Mevalonate kinase somatic mosaicism and bigenic genotypes may explain heterogeneity in mevalonate kinase deficiency

Abstract

Results Case 1 A pediatric case with splenomegaly, cervical lymphoadenopathy, failure to thrive and anemia, was found to have two pathogenic MVK variants, p.V250I and p. L315G*51, and the Q705K variant on the NLRP3 gene, considered a functional polymorphism. Typical symptoms and a high level of urinal mevalonic acid allowed closure on MKD diagnosis this case. Case 2 A pediatric case with recurrent and vaccination triggered attacks of high fever, sore throat, cervical lymphadenopathy and abdominal pain since infancy was a carrier of the MEFV p.V726A variant. The patient was diagnosed with PFAPA and treated with steroids. In the last, 10 days long attack the patient developed arthritis, a maculopapular rash and high blood pressure.

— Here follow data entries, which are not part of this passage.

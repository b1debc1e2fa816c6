use axum::{
    Extension, Router,
    extract::State,
    response::Html,
    routing::get,
};
use services::services::dashboard::Dashboard;

use crate::{AppState, error::ApiError, middleware::CurrentSession};

/// GET /
pub async fn dashboard(
    State(state): State<AppState>,
    Extension(session): Extension<CurrentSession>,
) -> Result<Html<String>, ApiError> {
    let dashboard = Dashboard::new(chrono::Local::now().naive_local());
    Ok(Html(state.templates.dashboard(&session.identity, &dashboard)?))
}

pub fn router() -> Router<AppState> {
    Router::new().route("/", get(dashboard))
}
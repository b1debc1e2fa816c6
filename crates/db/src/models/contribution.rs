use async_trait::async_trait;
use chrono::{DateTime, NaiveDate, Utc};
use serde::{Deserialize, Serialize};
use sqlx::{FromRow, SqliteConnection, SqlitePool, Type};
use strum_macros::{Display, EnumString};
use ts_rs::TS;
use uuid::Uuid;

use super::{record::TableRecord, table::Table};

#[derive(
    Debug, Clone, Type, Serialize, Deserialize, PartialEq, TS, EnumString, Display, Default,
)]
#[sqlx(type_name = "contribuicao_status", rename_all = "lowercase")]
#[serde(rename_all = "lowercase")]
#[strum(serialize_all = "lowercase")]
pub enum ContributionStatus {
    Pago,
    #[default]
    Pendente,
    Atrasado,
}

/// A membership fee payment (`contribuicoes`).
#[derive(Debug, Clone, FromRow, Serialize, Deserialize, TS)]
pub struct Contribution {
    pub id: Uuid,
    pub associado_id: Uuid, // Foreign key to Member
    pub valor: f64,
    pub data_pagamento: NaiveDate,
    pub status: ContributionStatus,
    pub recibo_url: Option<String>,
    pub created_at: DateTime<Utc>,
    pub updated_at: DateTime<Utc>,
}

#[derive(Debug, Clone, Serialize, Deserialize, TS)]
pub struct CreateContribution {
    pub associado_id: Uuid,
    pub valor: f64,
    pub data_pagamento: NaiveDate,
    #[serde(default)]
    pub status: Option<ContributionStatus>,
    #[serde(default)]
    pub recibo_url: Option<String>,
}

#[async_trait]
impl TableRecord for Contribution {
    type Create = CreateContribution;

    const TABLE: Table = Table::Contribuicoes;

    fn id(&self) -> Uuid {
        self.id
    }

    async fn create(
        pool: &SqlitePool,
        id: Uuid,
        data: &CreateContribution,
    ) -> Result<Self, sqlx::Error> {
        sqlx::query_as::<_, Contribution>(
            r#"
            INSERT INTO contribuicoes (id, associado_id, valor, data_pagamento, status, recibo_url)
            VALUES ($1, $2, $3, $4, $5, $6)
            RETURNING *
            "#,
        )
        .bind(id)
        .bind(data.associado_id)
        .bind(data.valor)
        .bind(data.data_pagamento)
        .bind(data.status.clone().unwrap_or_default())
        .bind(&data.recibo_url)
        .fetch_one(pool)
        .await
    }

    async fn update(conn: &mut SqliteConnection, record: &Contribution) -> Result<(), sqlx::Error> {
        sqlx::query(
            r#"
            UPDATE contribuicoes
            SET associado_id = $2,
                valor = $3,
                data_pagamento = $4,
                status = $5,
                recibo_url = $6,
                updated_at = datetime('now', 'subsec')
            WHERE id = $1
            "#,
        )
        .bind(record.id)
        .bind(record.associado_id)
        .bind(record.valor)
        .bind(record.data_pagamento)
        .bind(&record.status)
        .bind(&record.recibo_url)
        .execute(conn)
        .await?;
        Ok(())
    }
}
//! Shared CRUD surface over the entity tables.

use async_trait::async_trait;
use serde::{Serialize, de::DeserializeOwned};
use sqlx::{FromRow, SqliteConnection, SqlitePool, sqlite::SqliteRow};
use uuid::Uuid;

use super::table::{SortDirection, Table};

/// A row type backed by one entity table.
///
/// Reads and deletes are generic over the table; inserts and updates are
/// spelled out per entity so every column is bound explicitly.
#[async_trait]
pub trait TableRecord:
    Serialize + DeserializeOwned + for<'r> FromRow<'r, SqliteRow> + Send + Sync + Unpin + 'static
{
    /// Payload accepted on insert.
    type Create: DeserializeOwned + Send + Sync;

    const TABLE: Table;

    fn id(&self) -> Uuid;

    async fn create(pool: &SqlitePool, id: Uuid, data: &Self::Create) -> Result<Self, sqlx::Error>;

    /// Write every editable column of `record` back to its row.
    async fn update(conn: &mut SqliteConnection, record: &Self) -> Result<(), sqlx::Error>;

    async fn find_all(
        pool: &SqlitePool,
        order_by: &str,
        direction: SortDirection,
    ) -> Result<Vec<Self>, sqlx::Error> {
        if !Self::TABLE.has_column(order_by) {
            return Err(sqlx::Error::ColumnNotFound(order_by.to_string()));
        }
        // rowid breaks ties between rows created within the same millisecond
        let sql = format!(
            "SELECT * FROM {table} ORDER BY {order_by} {dir}, rowid {dir}",
            table = Self::TABLE.name(),
            dir = direction.as_sql(),
        );
        sqlx::query_as::<_, Self>(&sql).fetch_all(pool).await
    }

    async fn find_by_id(conn: &mut SqliteConnection, id: Uuid) -> Result<Option<Self>, sqlx::Error> {
        let sql = format!("SELECT * FROM {} WHERE id = $1", Self::TABLE.name());
        sqlx::query_as::<_, Self>(&sql)
            .bind(id)
            .fetch_optional(conn)
            .await
    }

    async fn delete(pool: &SqlitePool, id: Uuid) -> Result<u64, sqlx::Error> {
        let sql = format!("DELETE FROM {} WHERE id = $1", Self::TABLE.name());
        let result = sqlx::query(&sql).bind(id).execute(pool).await?;
        Ok(result.rows_affected())
    }
}
use async_trait::async_trait;
use chrono::{DateTime, NaiveDate, Utc};
use serde::{Deserialize, Serialize};
use sqlx::{FromRow, SqliteConnection, SqlitePool, Type};
use strum_macros::{Display, EnumString};
use ts_rs::TS;
use uuid::Uuid;

use super::{record::TableRecord, table::Table};

#[derive(
    Debug, Clone, Type, Serialize, Deserialize, PartialEq, TS, EnumString, Display, Default,
)]
#[sqlx(type_name = "associado_status", rename_all = "lowercase")]
#[serde(rename_all = "lowercase")]
#[strum(serialize_all = "lowercase")]
pub enum MemberStatus {
    #[default]
    Ativo,
    Inativo,
    Suspenso,
}

/// A member of the association (`associados`).
#[derive(Debug, Clone, FromRow, Serialize, Deserialize, TS)]
pub struct Member {
    pub id: Uuid,
    pub nome: String,
    pub cpf: String,
    pub email: String,
    pub telefone: String,
    pub endereco: String,
    pub data_entrada: NaiveDate,
    pub instrumento: Option<String>,
    pub profissao: Option<String>,
    pub status: MemberStatus,
    pub created_at: DateTime<Utc>,
    pub updated_at: DateTime<Utc>,
}

#[derive(Debug, Clone, Serialize, Deserialize, TS)]
pub struct CreateMember {
    pub nome: String,
    pub cpf: String,
    pub email: String,
    pub telefone: String,
    pub endereco: String,
    pub data_entrada: NaiveDate,
    #[serde(default)]
    pub instrumento: Option<String>,
    #[serde(default)]
    pub profissao: Option<String>,
    #[serde(default)]
    pub status: Option<MemberStatus>,
}

#[async_trait]
impl TableRecord for Member {
    type Create = CreateMember;

    const TABLE: Table = Table::Associados;

    fn id(&self) -> Uuid {
        self.id
    }

    async fn create(pool: &SqlitePool, id: Uuid, data: &CreateMember) -> Result<Self, sqlx::Error> {
        sqlx::query_as::<_, Member>(
            r#"
            INSERT INTO associados
                (id, nome, cpf, email, telefone, endereco, data_entrada, instrumento, profissao, status)
            VALUES ($1, $2, $3, $4, $5, $6, $7, $8, $9, $10)
            RETURNING *
            "#,
        )
        .bind(id)
        .bind(&data.nome)
        .bind(&data.cpf)
        .bind(&data.email)
        .bind(&data.telefone)
        .bind(&data.endereco)
        .bind(data.data_entrada)
        .bind(&data.instrumento)
        .bind(&data.profissao)
        .bind(data.status.clone().unwrap_or_default())
        .fetch_one(pool)
        .await
    }

    async fn update(conn: &mut SqliteConnection, record: &Member) -> Result<(), sqlx::Error> {
        sqlx::query(
            r#"
            UPDATE associados
            SET nome = $2,
                cpf = $3,
                email = $4,
                telefone = $5,
                endereco = $6,
                data_entrada = $7,
                instrumento = $8,
                profissao = $9,
                status = $10,
                updated_at = datetime('now', 'subsec')
            WHERE id = $1
            "#,
        )
        .bind(record.id)
        .bind(&record.nome)
        .bind(&record.cpf)
        .bind(&record.email)
        .bind(&record.telefone)
        .bind(&record.endereco)
        .bind(record.data_entrada)
        .bind(&record.instrumento)
        .bind(&record.profissao)
        .bind(&record.status)
        .execute(conn)
        .await?;
        Ok(())
    }
}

MKD genetic testing revealed two pathogenic MVK variants, p.V377I and p.G202R, confirming the diagnosis of MKD. Case 3 A patient with adult onset Still’s disease symptoms including fever attacks, arthralgia, urticaria, pericarditis, and partial response to NSAIDs was shown to have a rare MVK variant, p.R121W, and the NLRP3 p.Q705K functional polymorphism. The diagnosis is yet unresolved. Case 4 An adult patient developed high fever and abdominal pain lasting 2-3 and HLA-B51 positive aphthous stomatitis. We identified somatic mosaicism (22%) for a novel, p.Ala161Thr MVK variant. The patient’s attacks resolved with anti TNF treatment and the current diagnosis is Behcet’s disease.